The New Zealand dollar closed slightly lower in Wellington this evening, but could trade higher overnight following speculation kiwi denominated bonds may be issued in support.
"There's been some chatter that there's going to be issues of more kiwi uridashis," BNZ currency strategist Sue Trinh said.
Eurokiwis and uridashis are New Zealand and Australian dollar denominated bonds sold to retail investors in Europe and Japan, where central bank rates are far lower than New Zealand's 6.75 per cent and Australia's 5.5 per cent.
At 5pm in Wellington the kiwi was buying US67.59c from US67.79c at 8.30am and US67.53c at last night's local close. Its range today was US67.60c to US67.82c.
"It has again been another light one -- another tight range," Ms Trinh said.

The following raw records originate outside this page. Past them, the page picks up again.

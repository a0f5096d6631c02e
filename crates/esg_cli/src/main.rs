// crates/esg_cli/src/main.rs
//
// ESG maturity evaluation engine — CLI entrypoint.
// Drives the fixed pipeline end-to-end: loads the rubric, optionally
// ingests PDFs into bronze/silver, runs the matrix orchestrator (C6) over
// the requested docs, and exits with the code implied by the first
// failing authenticity gate. Strictly offline in `replay` phase: no
// network, no OS RNG.

mod args;

use std::path::PathBuf;
use std::process::ExitCode;

use anyhow::Context;

use args::{parse_and_validate, parse_doc_selector, parse_ingest_selector, Args, Phase};
use esg_core::ids::{DocId, OrgId};
use esg_core::tokens::RetrievalTier;
use esg_io::cache::Cache;
use esg_io::config::EngineConfig;
use esg_io::IoError;

fn main() -> ExitCode {
    init_tracing();

    let args = match parse_and_validate() {
        Ok(a) => a,
        Err(e) => {
            eprintln!("esg: error: {e}");
            return ExitCode::from(1);
        }
    };

    match run(args) {
        Ok(code) => ExitCode::from(code as u8),
        Err(RunError::Pipeline(e)) => {
            eprintln!("esg: error: {e}");
            ExitCode::from(e.exit_code() as u8)
        }
        Err(RunError::Other(e)) => {
            eprintln!("esg: error: {e:#}");
            ExitCode::from(1)
        }
    }
}

fn init_tracing() {
    use tracing_subscriber::{fmt, EnvFilter};
    let filter = EnvFilter::try_from_default_env().unwrap_or_else(|_| EnvFilter::new("info"));
    let _ = fmt().with_env_filter(filter).with_target(false).try_init();
}

/// Carries a fatal `esg_pipeline::PipelineError` to `main` untouched so its
/// own `exit_code()` (§6, §8 scenario 6) can pick the process exit code;
/// every other failure path collapses to exit code 1.
enum RunError {
    Pipeline(esg_pipeline::PipelineError),
    Other(anyhow::Error),
}

impl From<anyhow::Error> for RunError {
    fn from(e: anyhow::Error) -> Self {
        RunError::Other(e)
    }
}

fn run(args: Args) -> Result<i32, RunError> {
    let mut config = EngineConfig::from_env().context("loading environment configuration")?;

    if let Some(out) = &args.out {
        config.artifacts_root = out.clone();
    }
    if let Some(data_root) = &args.data_root {
        config.data_root = data_root.clone();
    }
    if let Some(cache_root) = &args.cache_root {
        config.cache_root = cache_root.clone();
    }
    if let Some(phase) = args.phase {
        config.offline_replay = phase == Phase::Replay;
    }

    std::fs::create_dir_all(&config.artifacts_root)
        .with_context(|| format!("creating artifacts root {}", config.artifacts_root.display()))?;

    let rubric = esg_io::rubric::load_rubric(&args.rubric)
        .with_context(|| format!("loading rubric {}", args.rubric.display()))?;

    let cache = Cache::new(config.cache_root.clone(), config.offline_replay, config.deterministic_timestamp.clone());

    let mut docs: Vec<(DocId, OrgId, u16, PathBuf)> = Vec::new();

    for raw in &args.ingest {
        let sel = parse_ingest_selector(raw).map_err(|e| anyhow::anyhow!(e.to_string()))?;
        let doc_id = DocId::new(&sel.org_id, sel.fiscal_year);
        tracing::info!(doc_id = %doc_id, stage = "ingest", pdf = %sel.pdf_path.display(), "ingesting document");

        let pdf_bytes = std::fs::read(&sel.pdf_path)
            .with_context(|| format!("reading pdf {}", sel.pdf_path.display()))?;
        let bronze_root = config.data_root.join("bronze");
        let manifest = esg_store::ingest::ingest(&bronze_root, &doc_id, &sel.org_id, sel.fiscal_year, &pdf_bytes)
            .map_err(|e| anyhow::anyhow!("ingestion failed for {doc_id}: {e}"))?;
        if !manifest.skipped_pages.is_empty() {
            tracing::warn!(doc_id = %doc_id, stage = "ingest", skipped_pages = ?manifest.skipped_pages, "pages skipped during extraction");
        }

        let silver_root = config.data_root.join("silver");
        let silver_path = esg_store::silver::consolidate(&bronze_root, &silver_root, &sel.org_id, sel.fiscal_year)
            .map_err(|e| anyhow::anyhow!("consolidation failed for {doc_id}: {e}"))?;

        docs.push((doc_id, sel.org_id, sel.fiscal_year, silver_path));
    }

    for raw in &args.docs {
        let sel = parse_doc_selector(raw).map_err(|e| anyhow::anyhow!(e.to_string()))?;
        let doc_id = DocId::new(&sel.org_id, sel.fiscal_year);
        if docs.iter().any(|(id, ..)| id == &doc_id) {
            continue; // already ingested above in this invocation
        }
        let silver_path = esg_pipeline::orchestrate::silver_path_for(&config, &doc_id, &sel.org_id, sel.fiscal_year);
        let silver_path = if silver_path.is_file() {
            silver_path
        } else if config.offline_replay {
            return Err(RunError::Other(anyhow::anyhow!(
                "no silver table for {doc_id} at {} — silver-missing is hard-forbidden in replay phase",
                silver_path.display()
            )));
        } else if config.retrieval_tier == RetrievalTier::Auto {
            tracing::warn!(doc_id = %doc_id, stage = "tier", "silver table missing; falling back to bronze consolidation");
            let bronze_root = config.data_root.join("bronze");
            let silver_root = config.data_root.join("silver");
            esg_store::silver::consolidate(&bronze_root, &silver_root, &sel.org_id, sel.fiscal_year)
                .map_err(|e| anyhow::anyhow!("bronze fallback failed for {doc_id}: {e}"))?
        } else {
            return Err(RunError::Other(anyhow::anyhow!(
                "no silver table for {doc_id} at {} — ingest it first with --ingest",
                silver_path.display()
            )));
        };
        docs.push((doc_id, sel.org_id, sel.fiscal_year, silver_path));
    }

    if docs.is_empty() {
        return Err(RunError::Other(anyhow::anyhow!("no documents to run — pass --doc or --ingest")));
    }

    let exit_code = esg_pipeline::run_matrix(&config, &cache, &rubric, &docs, embed_live, narrate_live)
        .map_err(RunError::Pipeline)?;

    if !args.quiet {
        println!("esg: ran {} doc(s), exit_code={exit_code}", docs.len());
        println!("esg: artifacts written to {}", config.artifacts_root.display());
    }

    Ok(exit_code)
}

/// Boundary stub for the live embedding call (C2/C3). Actual model
/// providers are an external collaborator this engine only models the
/// interface contract for (spec §1); populate the cache out-of-band (or
/// wire a real provider here) before running in `fetch` phase.
fn embed_live(_text: &str) -> Result<Vec<f32>, IoError> {
    Err(IoError::Invalid(
        "no embedding provider is wired into this build; populate the cache before running fetch phase".into(),
    ))
}

/// Boundary stub for the live narrative-generation call (C7). See
/// `embed_live` above: same fetch-only, cache-fronted contract.
fn narrate_live(_prompt: &str) -> Result<String, IoError> {
    Err(IoError::Invalid(
        "no narrative provider is wired into this build; populate the cache before running fetch phase".into(),
    ))
}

"Basically, the markets are lying in wait for chairman Greenspan's testimony in front of Congress, but the market is still pretty much range trading ahead of that."
US Federal Reserve chairman Alan Greenspan is slated to give his semi-annual testimony on the US economy to Congress on Wednesday (Thursday morning NZT).
At 5pm the kiwi was fetching A89.94c from A89.88c at 8.30am today and A90.15c at 5pm yesterday. Against the greenback the aussie was buying US75.19c (US74.92c at 5pm yesterday).
Meanwhile, the greenback was buying 112.35 yen (112.13).
By the end of our local session the euro was sitting on US$1.2030 (US$1.2048).
Ms Trinh said she expected the kiwi to trade in a "tentative range of US67.40-US67.90" overnight.
On its crosses this evening, the kiwi was fetching 0.5622 euro (0.5605), 38.77 British pence (38.50), 0.8785 Swiss francs (0.8745) and 75.94 yen (75.80).
The TWI was at 68.75 (68.66) and the monetary conditions index at plus 932 (927).
On the money markets, 90-day bank bill yields were unchanged at 7.03 per cent. July 2009 bond yields were at 5.81 per cent (5.79) and April 2015s were at 5.75 per cent (5.73).